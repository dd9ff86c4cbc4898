use std::fs;
use std::path::{Path, PathBuf};

use anyhow::{Context, Result};
use clap::{Args, Parser, Subcommand};
use luahost_core::{chunk::skip_shebang, Config, ForeignValue, Library, State};
use luahost_plugin::PluginHost;
use tracing::debug;
use tracing_subscriber::EnvFilter;

#[derive(Parser)]
#[command(version, about)]
struct Cli {
    /// Sandbox config (.lua or .yaml); defaults to the user config dir
    #[arg(long, global = true)]
    config: Option<PathBuf>,

    #[command(subcommand)]
    command: Cmd,
}

#[derive(Subcommand)]
enum Cmd {
    /// Run a script; extra arguments are passed as `...`
    Run {
        file: PathBuf,
        #[command(flatten)]
        sandbox: Sandbox,
        #[arg(trailing_var_arg = true)]
        args: Vec<String>,
    },
    /// Run a snippet given on the command line
    Eval {
        code: String,
        #[command(flatten)]
        sandbox: Sandbox,
    },
    /// Precompile a script to bytecode
    Compile {
        file: PathBuf,
        #[arg(short, long)]
        output: PathBuf,
        /// Drop debug information
        #[arg(long)]
        strip: bool,
    },
    /// Syntax-check a script without running it
    Check { file: PathBuf },
    /// List installable libraries
    Libs,
}

/// Per-run overrides of the loaded config.
#[derive(Args, Clone, Debug, Default)]
struct Sandbox {
    /// Instruction budget (0 = unlimited)
    #[arg(long)]
    limit: Option<u32>,
    /// Allocator ceiling in bytes
    #[arg(long)]
    memory: Option<usize>,
    #[arg(long, value_delimiter = ',')]
    libs: Option<Vec<Library>>,
    /// Directory of plugins to load first
    #[arg(long)]
    plugins: Option<PathBuf>,
    #[arg(long)]
    hide_pcall: bool,
    /// Print results as JSON
    #[arg(long)]
    json: bool,
}

impl Sandbox {
    fn apply(&self, base: &Config) -> Config {
        let mut cfg = base.clone();
        if let Some(limit) = self.limit {
            cfg.execution_limit = (limit > 0).then_some(limit);
        }
        if let Some(memory) = self.memory {
            cfg.memory_limit = Some(memory);
        }
        if let Some(libs) = &self.libs {
            cfg.libraries = libs.clone();
        }
        if self.hide_pcall {
            cfg.hide_pcall = true;
        }
        cfg
    }

    fn host(&self, base: &Config) -> Result<PluginHost> {
        let cfg = self.apply(base);
        debug!(?cfg, "sandbox");
        let mut host = PluginHost::new(&cfg)?;
        if let Some(dir) = &self.plugins {
            host.load_plugins(dir)?;
        }
        Ok(host)
    }
}

fn main() -> Result<()> {
    init_tracing();
    let cli = Cli::parse();
    let cfg = match &cli.config {
        Some(path) => Config::load(path).with_context(|| format!("loading {}", path.display()))?,
        None => Config::load_default(),
    };

    match cli.command {
        Cmd::Run {
            file,
            sandbox,
            args,
        } => {
            let host = sandbox.host(&cfg)?;
            let state = host.state();
            let chunk = load(state, &file)?;
            let args = args.into_iter().map(ForeignValue::from).collect();
            let out = state.exec_chunk(&chunk, args)?;
            print_results(&out, sandbox.json)?;
        }
        Cmd::Eval { code, sandbox } => {
            let host = sandbox.host(&cfg)?;
            let out = host.state().do_string(&code, "eval")?;
            print_results(&out, sandbox.json)?;
        }
        Cmd::Compile {
            file,
            output,
            strip,
        } => {
            let state = State::new(None)?;
            let chunk = load(&state, &file)?;
            let bytes = state.dump_chunk(&chunk, strip)?;
            fs::write(&output, &bytes).with_context(|| format!("writing {}", output.display()))?;
            println!("Wrote {} bytes to {}", bytes.len(), output.display());
        }
        Cmd::Check { file } => {
            let state = State::new(None)?;
            load(&state, &file)?;
            println!("{}: ok", file.display());
        }
        Cmd::Libs => {
            for lib in Library::ALL {
                let mut notes = Vec::new();
                if cfg.libraries.contains(&lib) {
                    notes.push("enabled");
                }
                if lib.is_unsafe() {
                    notes.push("unsafe");
                }
                println!("{:<10} {}", lib.name(), notes.join(", "));
            }
        }
    }
    Ok(())
}

fn init_tracing() {
    let filter = EnvFilter::try_from_default_env().unwrap_or_else(|_| EnvFilter::new("warn"));
    tracing_subscriber::fmt()
        .with_env_filter(filter)
        .with_writer(std::io::stderr)
        .init();
}

fn load(state: &State, file: &Path) -> Result<luahost_core::Chunk> {
    let source = fs::read(file).with_context(|| format!("reading {}", file.display()))?;
    let name = file
        .file_name()
        .map(|n| n.to_string_lossy().into_owned())
        .unwrap_or_else(|| file.display().to_string());
    Ok(state.load_chunk(skip_shebang(&source), &name)?)
}

fn print_results(values: &[ForeignValue], json: bool) -> Result<()> {
    if json {
        let arr = serde_json::Value::Array(values.iter().map(ForeignValue::to_json).collect());
        println!("{}", serde_json::to_string_pretty(&arr)?);
    } else {
        for v in values {
            println!("{v}");
        }
    }
    Ok(())
}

________________________________________

Wherever the word "display" shows up in the material, copy the line it is on.

== TASK OUTPUT ==
        Some(path) => Config::load(path).with_context(|| format!("loading {}", path.display()))?,
            fs::write(&output, &bytes).with_context(|| format!("writing {}", output.display()))?;
            println!("Wrote {} bytes to {}", bytes.len(), output.display());
            println!("{}: ok", file.display());
    let source = fs::read(file).with_context(|| format!("reading {}", file.display()))?;
        .unwrap_or_else(|| file.display().to_string());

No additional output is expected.